Можно предполагать, что Семен Кирсанов, ведя свои поиски на различных уровнях и разными средствами, предвидел возможность промахов, неполных удач и не боялся их. В этом нас убеждают его слова: «Предчувствие будущей войны отлилось в поэму „Герань — миндаль — фиалка“ (1936), показавшуюся тогда неправдоподобной. И действительно, в жизни война оказалась другой, чем в фантастической поэме. Но что-то было угадано, и за эти угаданности я помещаю ее среди новых своих вещей».

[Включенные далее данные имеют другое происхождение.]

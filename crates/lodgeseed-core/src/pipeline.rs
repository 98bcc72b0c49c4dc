//! # Seeding Pipeline
//!
//! Derives the insertion order from the dependency graph and seeds each table
//! in turn on a single transaction. The transaction commits once, after the
//! last table; any error drops it and PostgreSQL rolls everything back.

use rand::rngs::StdRng;
use rand::SeedableRng;
use sqlx::{Connection, PgConnection};
use tracing::info;

use crate::config::SeedConfig;
use crate::db;
use crate::error::{Result, SeedError};
use crate::graph::topo::insertion_order;
use crate::load;
use crate::schema::Table;

/// Called before each table is seeded with `(table, position, total)`;
/// `position` starts at 1.
pub type ProgressCallback<'a> = &'a (dyn Fn(Table, usize, usize) + Send + Sync);

#[derive(Debug, Clone, Copy, PartialEq, Eq)]
pub struct TableReport {
    pub table: Table,
    pub rows: usize,
}

/// Rows inserted per table, in the order the tables were seeded.
#[derive(Debug, Clone, Default, PartialEq, Eq)]
pub struct SeedReport {
    pub tables: Vec<TableReport>,
}

impl SeedReport {
    pub fn total_rows(&self) -> usize {
        self.tables.iter().map(|t| t.rows).sum()
    }

    pub fn rows_for(&self, table: Table) -> Option<usize> {
        self.tables.iter().find(|t| t.table == table).map(|t| t.rows)
    }
}

/// Seeded RNG when `rng_seed` is set, otherwise seeded from the OS.
pub fn build_rng(config: &SeedConfig) -> StdRng {
    match config.rng_seed {
        Some(seed) => StdRng::seed_from_u64(seed),
        None => StdRng::from_os_rng(),
    }
}

/// Connect to `db_url`, seed, and close the connection.
pub async fn seed_database(
    db_url: &str,
    config: &SeedConfig,
    selection: &[Table],
    progress: Option<ProgressCallback<'_>>,
) -> Result<SeedReport> {
    let mut conn = db::connect(db_url).await?;
    let report = seed_with(&mut conn, config, selection, progress).await;
    let _ = conn.close().await;
    report
}

/// Seed `selection` and every table it depends on (all tables when empty)
/// on an already open connection.
pub async fn seed_with(
    conn: &mut PgConnection,
    config: &SeedConfig,
    selection: &[Table],
    progress: Option<ProgressCallback<'_>>,
) -> Result<SeedReport> {
    config.validate()?;
    let order = insertion_order(selection)?;
    let mut rng = build_rng(config);

    info!(
        tables = order.len(),
        rows = config.rows,
        seed = ?config.rng_seed,
        "Starting seed run"
    );

    let mut tx = conn.begin().await.map_err(|e| SeedError::Statement {
        table: "(session)".to_string(),
        message: "Failed to begin transaction".to_string(),
        sql_preview: "BEGIN".to_string(),
        source: e,
    })?;

    let mut report = SeedReport::default();
    for (position, &table) in order.iter().enumerate() {
        if let Some(cb) = progress {
            cb(table, position + 1, order.len());
        }
        let rows = load::seed_table(&mut *tx, table, config, &mut rng).await?;
        info!(table = %table, rows, "Seeded table");
        report.tables.push(TableReport { table, rows });
    }

    tx.commit().await.map_err(|e| SeedError::Statement {
        table: "(session)".to_string(),
        message: "Failed to commit transaction".to_string(),
        sql_preview: "COMMIT".to_string(),
        source: e,
    })?;

    info!(total_rows = report.total_rows(), "Seed run committed");
    Ok(report)
}

#[cfg(test)]
mod tests {
    use super::*;
    use rand::Rng;

    #[test]
    fn test_report_totals() {
        let report = SeedReport {
            tables: vec![
                TableReport {
                    table: Table::Accounts,
                    rows: 40,
                },
                TableReport {
                    table: Table::Images,
                    rows: 160,
                },
            ],
        };
        assert_eq!(report.total_rows(), 200);
        assert_eq!(report.rows_for(Table::Images), Some(160));
        assert_eq!(report.rows_for(Table::Bookings), None);
    }

    #[test]
    fn test_seeded_rng_is_reproducible() {
        let config = SeedConfig {
            rng_seed: Some(99),
            ..SeedConfig::default()
        };
        let a: Vec<u32> = (0..8).map(|_| build_rng(&config).random()).collect();
        let mut rng = build_rng(&config);
        let b: u32 = rng.random();
        assert!(a.iter().all(|v| *v == b));
    }
}
//! # SQL File Runner
//!
//! Executes an ordered list of `.sql` files against one connection. A file
//! that cannot be read or fails to execute is logged and skipped; the
//! remaining files still run.

use std::path::{Path, PathBuf};

use sqlx::{Connection, PgConnection};
use tracing::{info, warn};

use crate::db;
use crate::error::{Result, SeedError};
use crate::lookup::statement_error;
use crate::statements;

/// Outcome of one file. `error` is `None` on success.
#[derive(Debug, Clone, PartialEq, Eq)]
pub struct FileOutcome {
    pub file: PathBuf,
    pub error: Option<String>,
}

#[derive(Debug, Clone, Default, PartialEq, Eq)]
pub struct SqlRunReport {
    pub outcomes: Vec<FileOutcome>,
}

impl SqlRunReport {
    pub fn succeeded(&self) -> usize {
        self.outcomes.iter().filter(|o| o.error.is_none()).count()
    }

    pub fn failed(&self) -> usize {
        self.outcomes.len() - self.succeeded()
    }

    pub fn all_succeeded(&self) -> bool {
        self.failed() == 0
    }
}

/// Connect to `db_url`, run the files, and close the connection. Only a
/// failed connection is an error; per-file failures are in the report.
pub async fn execute_sql_files(
    db_url: &str,
    dir: &Path,
    files: &[String],
) -> Result<SqlRunReport> {
    let mut conn = db::connect(db_url).await?;
    let report = run_sql_files(&mut conn, dir, files).await;
    let _ = conn.close().await;
    Ok(report)
}

/// Run each of `files`, resolved against `dir`, in order.
pub async fn run_sql_files(
    conn: &mut PgConnection,
    dir: &Path,
    files: &[String],
) -> SqlRunReport {
    let mut report = SqlRunReport::default();

    for file in files {
        let path = dir.join(file);
        let error = match run_sql_file(conn, &path).await {
            Ok(()) => {
                info!(file = %path.display(), "Executed SQL file");
                None
            }
            Err(e) => {
                warn!(file = %path.display(), error = %e, "SQL file failed, continuing");
                Some(e.to_string())
            }
        };
        report.outcomes.push(FileOutcome { file: path, error });
    }

    report
}

/// A file that fails after its own `BEGIN` leaves the session in an aborted
/// transaction; it is rolled back so the next file starts clean.
async fn run_sql_file(conn: &mut PgConnection, path: &Path) -> Result<()> {
    let sql = read_sql_file(path)?;
    if let Err(e) = sqlx::raw_sql(&sql).execute(&mut *conn).await {
        // Outside a transaction this only raises a server warning.
        if let Err(rollback) = sqlx::raw_sql(statements::ROLLBACK).execute(&mut *conn).await {
            warn!(
                file = %path.display(),
                error = %rollback,
                "Rollback after failed SQL file failed"
            );
        }
        return Err(statement_error(
            &path.display().to_string(),
            "SQL file failed",
            &sql,
            e,
        ));
    }
    Ok(())
}

fn read_sql_file(path: &Path) -> Result<String> {
    std::fs::read_to_string(path).map_err(|e| SeedError::Io {
        message: format!("Failed to read {}", path.display()),
        source: e,
    })
}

Так же мог бы он охарактеризовать и написанную двумя годами раньше — в 1934 году — «Поэму о Роботе». И здесь высказаны многие предположения, одни из которых подтвердились, другие — нет. Однако домыслы поэта во многом опередили, предсказали те гипотезы, которые получили такое широкое распространение в книгах фантастического жанра двух последних десятилетий. Но строки, заключающие эту поэму: «Живая и добрая наша машина, стальной человечий товарищ!» — таят в себе очень доброе и точное, вполне современное, рожденное в нашей стране отношение к технике, и оно-то вполне реально и достоверно.

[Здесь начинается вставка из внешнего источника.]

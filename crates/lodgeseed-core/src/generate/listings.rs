//! Addresses, accommodations and their images.

use std::collections::HashMap;

use chrono::NaiveDateTime;
use rand::seq::SliceRandom;
use rand::Rng;
use uuid::Uuid;

use crate::catalogue::{
    BUILDING_NUMBERS, CITIES, HOUSE_NUMBERS, IMAGE_CAPTIONS, IMAGE_MIMES, NIGHTLY_PRICE_UNITS,
    ROOM_TAGS, TITLE_ADJECTIVES, TITLE_CONNECTORS, TITLE_LOCATION_ADJECTIVES, TITLE_NOUNS,
    TITLE_PLACES, UNIT_NUMBERS,
};
use crate::config::SeedConfig;
use crate::error::Result;
use crate::generate::{pick, random_timestamp, require_parents};

#[derive(Debug, Clone, PartialEq, Eq)]
pub struct NewAddress {
    pub line1: String,
    pub line2: Option<String>,
    pub city: &'static str,
    pub postal_code: &'static str,
    pub country: &'static str,
}

#[derive(Debug, Clone, PartialEq, Eq)]
pub struct NewAccommodation {
    pub host_account_id: i64,
    pub title: String,
    pub address_id: i64,
    pub price_cents: i32,
    pub is_active: bool,
    pub created_at: NaiveDateTime,
}

#[derive(Debug, Clone, PartialEq, Eq)]
pub struct NewImage {
    pub mime: &'static str,
    pub storage_key: String,
    pub created_at: NaiveDateTime,
}

#[derive(Debug, Clone, PartialEq, Eq)]
pub struct NewAccommodationImage {
    pub accommodation_id: i64,
    pub image_id: i64,
    pub sort_order: i32,
    pub is_cover: bool,
    pub caption: &'static str,
    pub room_tag: &'static str,
}

pub fn generate_addresses(config: &SeedConfig, rng: &mut impl Rng) -> Vec<NewAddress> {
    (0..config.rows)
        .map(|_| {
            let city = pick(CITIES, rng);
            let street = pick(city.streets, rng);
            let line1 = format!("{} {}", street, rng.random_range(HOUSE_NUMBERS));
            let line2 = city.unit_terms.map(|(building, unit)| {
                format!(
                    "{} {}, {} {}",
                    building,
                    rng.random_range(BUILDING_NUMBERS),
                    unit,
                    rng.random_range(UNIT_NUMBERS)
                )
            });
            NewAddress {
                line1,
                line2,
                city: city.name,
                postal_code: city.postal_code,
                country: city.country,
            }
        })
        .collect()
}

/// Listings owned by hosts, each placed at one of the given addresses.
pub fn generate_accommodations(
    config: &SeedConfig,
    host_ids: &[i64],
    address_ids: &[i64],
    rng: &mut impl Rng,
) -> Result<Vec<NewAccommodation>> {
    require_parents(host_ids, "accommodations", "accounts (role = host)")?;
    require_parents(address_ids, "accommodations", "addresses")?;

    Ok((0..config.rows)
        .map(|_| NewAccommodation {
            host_account_id: *pick(host_ids, rng),
            title: listing_title(rng),
            address_id: *pick(address_ids, rng),
            price_cents: rng.random_range(NIGHTLY_PRICE_UNITS) * 100,
            is_active: rng.random_bool(0.5),
            created_at: random_timestamp(&config.window, rng),
        })
        .collect())
}

/// `config.rows × multipliers.images` images with storage keys
/// `images/<uuid>.<subtype>`.
pub fn generate_images(config: &SeedConfig, rng: &mut impl Rng) -> Vec<NewImage> {
    (0..config.image_rows())
        .map(|_| {
            let mime = *pick(IMAGE_MIMES, rng);
            let extension = mime.split_once('/').map(|(_, sub)| sub).unwrap_or(mime);
            let id = uuid::Builder::from_random_bytes(rng.random()).into_uuid();
            NewImage {
                mime,
                storage_key: storage_key(id, extension),
                created_at: random_timestamp(&config.window, rng),
            }
        })
        .collect()
}

pub fn storage_key(id: Uuid, extension: &str) -> String {
    format!("images/{}.{}", id.hyphenated(), extension)
}

/// Spread every free image over the listings, round-robin in random order.
/// Each listing's first image has `sort_order` 0 and is its cover.
pub fn generate_accommodation_images(
    accommodation_ids: &[i64],
    free_image_ids: &[i64],
    rng: &mut impl Rng,
) -> Result<Vec<NewAccommodationImage>> {
    if free_image_ids.is_empty() {
        return Ok(Vec::new());
    }
    require_parents(accommodation_ids, "accommodation_images", "accommodations")?;

    let mut listings = accommodation_ids.to_vec();
    listings.shuffle(rng);
    let mut images = free_image_ids.to_vec();
    images.shuffle(rng);

    let mut next_sort_order: HashMap<i64, i32> = HashMap::with_capacity(listings.len());
    Ok(images
        .into_iter()
        .enumerate()
        .map(|(i, image_id)| {
            let accommodation_id = listings[i % listings.len()];
            let slot = next_sort_order.entry(accommodation_id).or_insert(0);
            let sort_order = *slot;
            *slot += 1;
            NewAccommodationImage {
                accommodation_id,
                image_id,
                sort_order,
                is_cover: sort_order == 0,
                caption: *pick(IMAGE_CAPTIONS, rng),
                room_tag: *pick(ROOM_TAGS, rng),
            }
        })
        .collect())
}

fn listing_title(rng: &mut impl Rng) -> String {
    [
        *pick(TITLE_ADJECTIVES, rng),
        *pick(TITLE_NOUNS, rng),
        *pick(TITLE_CONNECTORS, rng),
        *pick(TITLE_LOCATION_ADJECTIVES, rng),
        *pick(TITLE_PLACES, rng),
    ]
    .join(" ")
}
//! Reviews, messaging and notifications.

use chrono::NaiveDateTime;
use fake::faker::lorem::en::Sentence;
use fake::Fake;
use rand::seq::SliceRandom;
use rand::Rng;
use serde_json::json;

use crate::catalogue::{MESSAGE_WORDS, NOTIFICATION_KINDS, RATINGS, REVIEW_WORDS};
use crate::config::SeedConfig;
use crate::error::Result;
use crate::generate::{pick, random_timestamp, random_timestamp_after, require_parents};
use crate::lookup::ConversationRef;

#[derive(Debug, Clone, PartialEq, Eq)]
pub struct NewReview {
    pub accommodation_id: i64,
    pub author_account_id: i64,
    pub rating: i32,
    pub description: String,
    pub created_at: NaiveDateTime,
}

#[derive(Debug, Clone, Copy, PartialEq, Eq)]
pub struct NewReviewImage {
    pub review_id: i64,
    pub image_id: i64,
}

#[derive(Debug, Clone, Copy, PartialEq, Eq)]
pub struct NewConversation {
    pub created_at: NaiveDateTime,
}

#[derive(Debug, Clone, PartialEq, Eq)]
pub struct NewMessage {
    pub sender_id: i64,
    pub receiver_id: i64,
    pub conversation_id: i64,
    pub body: String,
    pub sent_at: NaiveDateTime,
    pub is_read: bool,
}

#[derive(Debug, Clone, PartialEq)]
pub struct NewNotification {
    pub account_id: i64,
    pub payload: serde_json::Value,
    pub sent_at: NaiveDateTime,
}

pub fn generate_reviews(
    config: &SeedConfig,
    accommodation_ids: &[i64],
    guest_ids: &[i64],
    rng: &mut impl Rng,
) -> Result<Vec<NewReview>> {
    require_parents(accommodation_ids, "reviews", "accommodations")?;
    require_parents(guest_ids, "reviews", "accounts (role = guest)")?;

    Ok((0..config.rows)
        .map(|_| NewReview {
            accommodation_id: *pick(accommodation_ids, rng),
            author_account_id: *pick(guest_ids, rng),
            rating: rng.random_range(RATINGS),
            description: Sentence(REVIEW_WORDS).fake_with_rng(rng),
            created_at: random_timestamp(&config.window, rng),
        })
        .collect())
}

/// Attach one distinct image to each review, as far as the images go.
pub fn generate_review_images(
    review_ids: &[i64],
    image_ids: &[i64],
    rng: &mut impl Rng,
) -> Result<Vec<NewReviewImage>> {
    require_parents(review_ids, "review_images", "reviews")?;
    require_parents(image_ids, "review_images", "images")?;

    let mut images = image_ids.to_vec();
    images.shuffle(rng);

    Ok(review_ids
        .iter()
        .zip(images)
        .map(|(&review_id, image_id)| NewReviewImage { review_id, image_id })
        .collect())
}

pub fn generate_conversations(config: &SeedConfig, rng: &mut impl Rng) -> Vec<NewConversation> {
    (0..config.rows)
        .map(|_| NewConversation {
            created_at: random_timestamp(&config.window, rng),
        })
        .collect()
}

/// Spread `config.message_rows()` messages over the conversations. Each
/// conversation is between one guest and one host who take turns, guest
/// first, and its messages are sent in order after it was opened.
pub fn generate_messages(
    config: &SeedConfig,
    conversations: &[ConversationRef],
    guest_ids: &[i64],
    host_ids: &[i64],
    rng: &mut impl Rng,
) -> Result<Vec<NewMessage>> {
    require_parents(conversations, "messages", "conversations")?;
    require_parents(guest_ids, "messages", "accounts (role = guest)")?;
    require_parents(host_ids, "messages", "accounts (role = host)")?;

    let total = config.message_rows();
    let per_conversation = total / conversations.len();
    let remainder = total % conversations.len();

    let mut messages = Vec::with_capacity(total);
    for (index, conversation) in conversations.iter().enumerate() {
        let count = per_conversation + usize::from(index < remainder);
        if count == 0 {
            continue;
        }

        let guest = *pick(guest_ids, rng);
        let host = *pick(host_ids, rng);

        let mut sent_times: Vec<NaiveDateTime> = (0..count)
            .map(|_| random_timestamp_after(&config.window, conversation.created_at, rng))
            .collect();
        sent_times.sort_unstable();

        for (turn, sent_at) in sent_times.into_iter().enumerate() {
            let (sender_id, receiver_id) = if turn % 2 == 0 {
                (guest, host)
            } else {
                (host, guest)
            };
            messages.push(NewMessage {
                sender_id,
                receiver_id,
                conversation_id: conversation.id,
                body: Sentence(MESSAGE_WORDS).fake_with_rng(rng),
                sent_at,
                is_read: rng.random_bool(0.5),
            });
        }
    }

    Ok(messages)
}

pub fn generate_notifications(
    config: &SeedConfig,
    account_ids: &[i64],
    rng: &mut impl Rng,
) -> Result<Vec<NewNotification>> {
    require_parents(account_ids, "notifications", "accounts")?;

    Ok((0..config.rows)
        .map(|_| {
            let (kind, title) = *pick(NOTIFICATION_KINDS, rng);
            let body: String = Sentence(MESSAGE_WORDS).fake_with_rng(rng);
            NewNotification {
                account_id: *pick(account_ids, rng),
                payload: json!({ "kind": kind, "title": title, "body": body }),
                sent_at: random_timestamp(&config.window, rng),
            }
        })
        .collect())
}

#[cfg(test)]
mod tests {
    use super::*;
    use crate::error::SeedError;
    use chrono::Duration;
    use rand::rngs::StdRng;
    use rand::SeedableRng;
    use std::collections::HashSet;

    #[test]
    fn test_reviews_reference_parents() {
        let config = SeedConfig::default();
        let listings = [3_i64, 5, 8];
        let guests = [1_i64, 2];
        let mut rng = StdRng::seed_from_u64(41);
        let reviews = generate_reviews(&config, &listings, &guests, &mut rng).unwrap();

        assert_eq!(reviews.len(), config.rows);
        for review in &reviews {
            assert!(listings.contains(&review.accommodation_id));
            assert!(guests.contains(&review.author_account_id));
            assert!((1..=5).contains(&review.rating));
            assert!(!review.description.is_empty());
            assert!(config.window.contains(review.created_at));
        }
    }

    #[test]
    fn test_review_images_are_distinct() {
        let reviews: Vec<i64> = (1..=5).collect();
        let images: Vec<i64> = (100..103).collect();
        let mut rng = StdRng::seed_from_u64(42);
        let rows = generate_review_images(&reviews, &images, &mut rng).unwrap();

        assert_eq!(rows.len(), 3);
        let used: HashSet<i64> = rows.iter().map(|r| r.image_id).collect();
        assert_eq!(used.len(), rows.len());
        assert!(rows.iter().all(|r| images.contains(&r.image_id)));
        assert_eq!(
            rows.iter().map(|r| r.review_id).collect::<Vec<_>>(),
            vec![1, 2, 3]
        );
    }

    #[test]
    fn test_conversation_count() {
        let config = SeedConfig::default();
        let mut rng = StdRng::seed_from_u64(43);
        let conversations = generate_conversations(&config, &mut rng);
        assert_eq!(conversations.len(), config.rows);
        assert!(conversations
            .iter()
            .all(|c| config.window.contains(c.created_at)));
    }

    #[test]
    fn test_messages_alternate_between_participants() {
        let config = SeedConfig::default();
        let opened = config.window.start + Duration::days(30);
        let conversations: Vec<ConversationRef> = (1..=7)
            .map(|id| ConversationRef {
                id,
                created_at: opened + Duration::days(id * 10),
            })
            .collect();
        let guests = [1_i64, 2, 3];
        let hosts = [10_i64, 11];
        let mut rng = StdRng::seed_from_u64(44);
        let messages =
            generate_messages(&config, &conversations, &guests, &hosts, &mut rng).unwrap();

        assert_eq!(messages.len(), config.message_rows());
        for conversation in &conversations {
            let thread: Vec<&NewMessage> = messages
                .iter()
                .filter(|m| m.conversation_id == conversation.id)
                .collect();
            assert!(!thread.is_empty());

            let guest = thread[0].sender_id;
            let host = thread[0].receiver_id;
            assert!(guests.contains(&guest));
            assert!(hosts.contains(&host));

            for (turn, message) in thread.iter().enumerate() {
                let expected = if turn % 2 == 0 { (guest, host) } else { (host, guest) };
                assert_eq!((message.sender_id, message.receiver_id), expected);
                assert!(message.sent_at >= conversation.created_at);
                assert!(config.window.contains(message.sent_at));
            }
            assert!(thread.windows(2).all(|w| w[0].sent_at <= w[1].sent_at));
        }
    }

    #[test]
    fn test_messages_need_hosts() {
        let conversations = [ConversationRef {
            id: 1,
            created_at: SeedConfig::default().window.start,
        }];
        let mut rng = StdRng::seed_from_u64(45);
        let err = generate_messages(&SeedConfig::default(), &conversations, &[1], &[], &mut rng)
            .unwrap_err();
        assert!(matches!(err, SeedError::MissingParentRows { .. }));
    }

    #[test]
    fn test_notification_payload_shape() {
        let config = SeedConfig::default();
        let accounts: Vec<i64> = (1..=10).collect();
        let mut rng = StdRng::seed_from_u64(46);
        let rows = generate_notifications(&config, &accounts, &mut rng).unwrap();

        assert_eq!(rows.len(), config.rows);
        for row in &rows {
            assert!(accounts.contains(&row.account_id));
            let kind = row.payload["kind"].as_str().unwrap();
            let title = row.payload["title"].as_str().unwrap();
            assert!(NOTIFICATION_KINDS.contains(&(kind, title)));
            assert!(row.payload["body"].is_string());
            assert!(config.window.contains(row.sent_at));
        }
    }
}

Здесь, как и во всей работе Кирсанова, существенное влияние всегда оказывало, как он сам его называл, «желание быть на гребне событий». Своей строкою он постоянно стремился откликнуться на злобу дня, и постоянное следование за текущими событиями, естественно, воспитало в поэте чуткость ко всему, что привлекает внимание нашей страны, входит в жизнь современного человечества.
Вот почему он уже в 1936 году пишет поэму «Война — чуме!», многие строфы которой примечательны своей проницательностью. Распространенное тогда речение — «фашистская чума» — стало для поэта опорной метафорой; он развернул ее в повествование сказочное и одновременно злободневное. На этот раз мотив фантастический — заговор крыс, распространяющих чуму, их нападение на Ваню и Машу — послужил раскрытию насущно важной политической темы, обличению захватнических замыслов немецкого и японского империализма.

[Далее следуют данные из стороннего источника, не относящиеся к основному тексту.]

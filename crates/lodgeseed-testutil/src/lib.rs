use chrono::{NaiveDate, NaiveDateTime};
use rand::rngs::StdRng;
use rand::SeedableRng;
use sqlx::PgConnection;

use lodgeseed_core::config::{Multipliers, SeedConfig, TimeWindow};
use lodgeseed_core::lookup::{ConversationRef, CustomerMethod, PricedListing};

/// The shipped schema, dropped and recreated on every run.
pub const SCHEMA_SQL: &str = include_str!("../../../sql/01_schema.sql");

/// Environment variable naming the database used by integration tests.
pub const TEST_DATABASE_URL_VAR: &str = "TEST_DATABASE_URL";

/// Small, reproducible seed parameters for tests.
pub fn fixed_config() -> SeedConfig {
    SeedConfig {
        rows: 12,
        admin_count: 2,
        window: TimeWindow::new(
            timestamp(2023, 1, 1, 0, 0, 0),
            timestamp(2024, 12, 31, 0, 0, 0),
        )
        .expect("fixture window is valid"),
        password_length: 16,
        multipliers: Multipliers {
            images: 3,
            messages: 2,
        },
        rng_seed: Some(42),
    }
}

pub fn seeded_rng(seed: u64) -> StdRng {
    StdRng::seed_from_u64(seed)
}

pub fn timestamp(y: i32, m: u32, d: u32, h: u32, min: u32, s: u32) -> NaiveDateTime {
    NaiveDate::from_ymd_opt(y, m, d)
        .and_then(|date| date.and_hms_opt(h, min, s))
        .expect("fixture timestamp is valid")
}

/// `TEST_DATABASE_URL`, if set. Database tests skip themselves otherwise.
pub fn test_database_url() -> Option<String> {
    std::env::var(TEST_DATABASE_URL_VAR).ok()
}

/// Drop and recreate every marketplace table.
pub async fn reset_schema(conn: &mut PgConnection) {
    sqlx::raw_sql(SCHEMA_SQL)
        .execute(&mut *conn)
        .await
        .expect("schema reset failed");
}

/// Ids `1..=n`, the shape identity columns produce after a truncate.
pub fn id_range(n: i64) -> Vec<i64> {
    (1..=n).collect()
}

/// Listings with prices spread across the catalogue range.
pub fn priced_listings(n: i64) -> Vec<PricedListing> {
    (1..=n)
        .map(|id| PricedListing {
            id,
            price_cents: (50 + (id as i32 * 37) % 451) * 100,
        })
        .collect()
}

/// One payment method per customer, customer `i` owning method `100 + i`.
pub fn customer_methods(customer_ids: &[i64]) -> Vec<CustomerMethod> {
    customer_ids
        .iter()
        .map(|&customer_id| CustomerMethod {
            customer_id,
            payment_method_id: 100 + customer_id,
        })
        .collect()
}

/// Conversations opened a day apart from the start of `window`.
pub fn conversations(config: &SeedConfig, n: i64) -> Vec<ConversationRef> {
    (1..=n)
        .map(|id| ConversationRef {
            id,
            created_at: config.window.start + chrono::Duration::days(id),
        })
        .collect()
}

И еще одна поэма, проникнутая ощущением надвигающейся войны, была написана Кирсановым в дни мира. «Ночь под Новый Век» (декабрь 1940 г.) рассказывала о тех, кто будет, встречая новое столетие, глядеть на людей «сороковых и пятидесятых», вспоминать их труды, дивиться их подвигам. В подобной перетасовке времен имелся свой смысл: предвидя приближение серьезных столкновений, трудных лет, поэт подчеркивал их напряженность, их значение, доверяя слово потомкам. Так выдвигались критерии высокие и строгие, те, что должны найти применение во всех областях человеческой жизни, и в поэзии также. «Стих мой! — с надеждой и тревогой восклицал Кирсанов. — Как бы тебе дорасти до такой озаренности слов неожиданности и новизны?» И эта забота о сильном, «озаренном» слове была подсказана тем же предчувствием близящихся испытаний.